Today  I am sorting a drawer full of cards that my wife Mo buys with her shopaholic skills —– everywhere she goes.

Mo has cards for every occasion  :-

  • Birthdays —  from giving birth, to first baby, grandson, granddaughter, then onto family members too many to mention but in all enough cards for a lifetime;
  • Moving on to the less fortunate we have lots of ‘ Get Well Soon ‘ cards and if that doesn’t work, we have ‘ Deepest Sympathy ‘  cards for the bereaved relatives;
  • Wedding Anniversary’s feature largely in Mo’s card collection, unfortunately living-in-sin and divorce have overtaken the need for most of these;
  • Finally, we have Christmas cards — the unused ones from last year   and the year before and the year before that year and so on.    The ones that you can’t send again because people will remember them.

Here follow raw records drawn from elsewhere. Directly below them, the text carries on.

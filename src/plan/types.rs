//! Types for the query plan intermediate representation.

use serde::{Deserialize, Serialize};

use crate::error::PlanError;
use crate::schema::SchemaDescriptor;

// ============================================================================
// Clause Types
// ============================================================================

/// Recognized aggregate functions.
#[derive(Debug, Clone, Copy, PartialEq, Eq, Serialize, Deserialize)]
#[serde(rename_all = "snake_case")]
pub enum AggregateFunction {
    Count,
    Sum,
    Avg,
    Min,
    Max,
}

impl AggregateFunction {
    pub fn as_sql(&self) -> &'static str {
        match self {
            Self::Count => "COUNT",
            Self::Sum => "SUM",
            Self::Avg => "AVG",
            Self::Min => "MIN",
            Self::Max => "MAX",
        }
    }
}

/// A requested output field: either a plain column reference or an
/// aggregate expression with an optional alias.
///
/// The model emits `{"column": "country"}` or
/// `{"aggregate": "sum", "column": "amount", "alias": "total_sales"}`.
/// Deserialization is manual: an `aggregate` key naming anything outside
/// the recognized functions is a parse error, never a reinterpretation as
/// a plain column.
#[derive(Debug, Clone, PartialEq, Eq, Serialize)]
#[serde(untagged)]
pub enum FieldSpec {
    Aggregate {
        aggregate: AggregateFunction,
        column: String,
        #[serde(default, skip_serializing_if = "Option::is_none")]
        alias: Option<String>,
    },
    Column { column: String },
}

impl<'de> Deserialize<'de> for FieldSpec {
    fn deserialize<D>(deserializer: D) -> Result<Self, D::Error>
    where
        D: serde::Deserializer<'de>,
    {
        #[derive(Deserialize)]
        struct RawField {
            #[serde(default)]
            aggregate: Option<String>,
            column: String,
            #[serde(default)]
            alias: Option<String>,
        }

        let raw = RawField::deserialize(deserializer)?;
        match raw.aggregate {
            None => Ok(FieldSpec::Column { column: raw.column }),
            Some(name) => {
                let aggregate = match name.to_ascii_lowercase().as_str() {
                    "count" => AggregateFunction::Count,
                    "sum" => AggregateFunction::Sum,
                    "avg" => AggregateFunction::Avg,
                    "min" => AggregateFunction::Min,
                    "max" => AggregateFunction::Max,
                    other => {
                        return Err(serde::de::Error::custom(format!(
                            "unrecognized aggregate function '{}'",
                            other
                        )))
                    }
                };
                Ok(FieldSpec::Aggregate {
                    aggregate,
                    column: raw.column,
                    alias: raw.alias,
                })
            }
        }
    }
}

impl FieldSpec {
    /// The name this field carries in the result set.
    pub fn output_name(&self) -> String {
        match self {
            Self::Column { column } => column.clone(),
            Self::Aggregate {
                aggregate,
                column,
                alias,
            } => alias.clone().unwrap_or_else(|| {
                format!("{}_{}", aggregate.as_sql().to_lowercase(), column)
            }),
        }
    }
}

/// Recognized filter operators.
#[derive(Debug, Clone, Copy, PartialEq, Eq, Serialize, Deserialize)]
#[serde(rename_all = "snake_case")]
pub enum FilterOp {
    Eq,
    Ne,
    Gt,
    Gte,
    Lt,
    Lte,
    Like,
    In,
}

/// One filter predicate: field, operator, comparison value.
#[derive(Debug, Clone, PartialEq, Serialize, Deserialize)]
pub struct FilterPredicate {
    pub field: String,
    pub op: FilterOp,
    pub value: serde_json::Value,
}

/// Sort direction.
#[derive(Debug, Clone, Copy, PartialEq, Eq, Serialize, Deserialize)]
#[serde(rename_all = "snake_case")]
pub enum OrderDirection {
    Asc,
    Desc,
}

/// Ordering directive: field plus direction.
#[derive(Debug, Clone, PartialEq, Eq, Serialize, Deserialize)]
pub struct OrderDirective {
    pub field: String,
    pub direction: OrderDirection,
}

// ============================================================================
// Query Plan
// ============================================================================

/// Structured intermediate representation of one question.
///
/// Created by the [`super::PlanCompiler`], consumed once by the query
/// synthesizer, discarded when the pipeline invocation completes.
#[derive(Debug, Clone, PartialEq, Serialize, Deserialize)]
pub struct QueryPlan {
    /// Target tables; every name must exist in the schema.
    pub tables: Vec<String>,
    /// Requested output fields, in order.
    pub fields: Vec<FieldSpec>,
    /// Filter predicates, all conjoined.
    #[serde(default, skip_serializing_if = "Vec::is_empty")]
    pub filters: Vec<FilterPredicate>,
    /// Group-by fields for aggregation.
    #[serde(default, skip_serializing_if = "Vec::is_empty")]
    pub group_by: Vec<String>,
    /// Optional ordering directive.
    #[serde(default, skip_serializing_if = "Option::is_none")]
    pub order_by: Option<OrderDirective>,
    /// Row-limit hint; positive, capped downstream by the system maximum.
    #[serde(default, skip_serializing_if = "Option::is_none")]
    pub limit: Option<u32>,
}

impl QueryPlan {
    /// Validate every reference in the plan against the schema.
    ///
    /// Invariant: after this returns `Ok`, no clause of the plan mentions a
    /// table or field that does not resolve against `schema` (aggregate
    /// aliases count as resolvable for ordering).
    pub fn validate(&self, schema: &SchemaDescriptor) -> Result<(), PlanError> {
        if self.tables.is_empty() {
            return Err(PlanError::MalformedPlan("plan targets no tables".to_string()));
        }
        for table in &self.tables {
            if schema.table(table).is_none() {
                return Err(PlanError::NoMatchingTable(table.clone()));
            }
        }

        if self.fields.is_empty() {
            return Err(PlanError::MalformedPlan("plan requests no fields".to_string()));
        }
        for field in &self.fields {
            match field {
                FieldSpec::Column { column } => self.resolve(schema, column)?,
                FieldSpec::Aggregate {
                    aggregate, column, ..
                } => {
                    // COUNT(*) is the one star the IR admits.
                    if !(column == "*" && *aggregate == AggregateFunction::Count) {
                        self.resolve(schema, column)?;
                    }
                }
            }
        }

        for filter in &self.filters {
            self.resolve(schema, &filter.field)?;
        }
        for field in &self.group_by {
            self.resolve(schema, field)?;
        }
        if let Some(order) = &self.order_by {
            if !self.is_output_name(&order.field) {
                self.resolve(schema, &order.field)?;
            }
        }

        if let Some(0) = self.limit {
            return Err(PlanError::MalformedPlan("limit must be positive".to_string()));
        }

        Ok(())
    }

    fn resolve(&self, schema: &SchemaDescriptor, column: &str) -> Result<(), PlanError> {
        if schema.resolves_in(&self.tables, column) {
            Ok(())
        } else {
            Err(PlanError::UnknownFieldReference(column.to_string()))
        }
    }

    /// Whether `name` is the output name of one of the plan's fields.
    fn is_output_name(&self, name: &str) -> bool {
        self.fields
            .iter()
            .any(|f| f.output_name().eq_ignore_ascii_case(name))
    }
}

Now I have to confess our clutter of cards is not all down to Mo.   I have a large accumulation of cards myself, which I have kept occupying a space on a shelf in the study for the six years since I retired.     When I was at work at the ExtraCare Charitable Trust, I regularly used to send cards to residents, volunteers and staff to thank them for something special that they had done.  I would often bump into people years later and they would thank me for the cards I had sent them.

clutter-cards

So one idea to use up the cards that I still have would be to send cards to the many people that I haven’t been in contact with since I retired to wish them all the best and invite them to comment on my GrumbleSmiles blogs and my efforts with de-cluttering.

Has anybody got any better ideas on how to use the many other cards that I have which otherwise will not likely to be used in my lifetime?

There will be a copy of Walt Hopkins and George Simons’ book — “Seven Ways to Lighten Your Life Before You Kick the Bucket” — for the best ideas on de-cluttering.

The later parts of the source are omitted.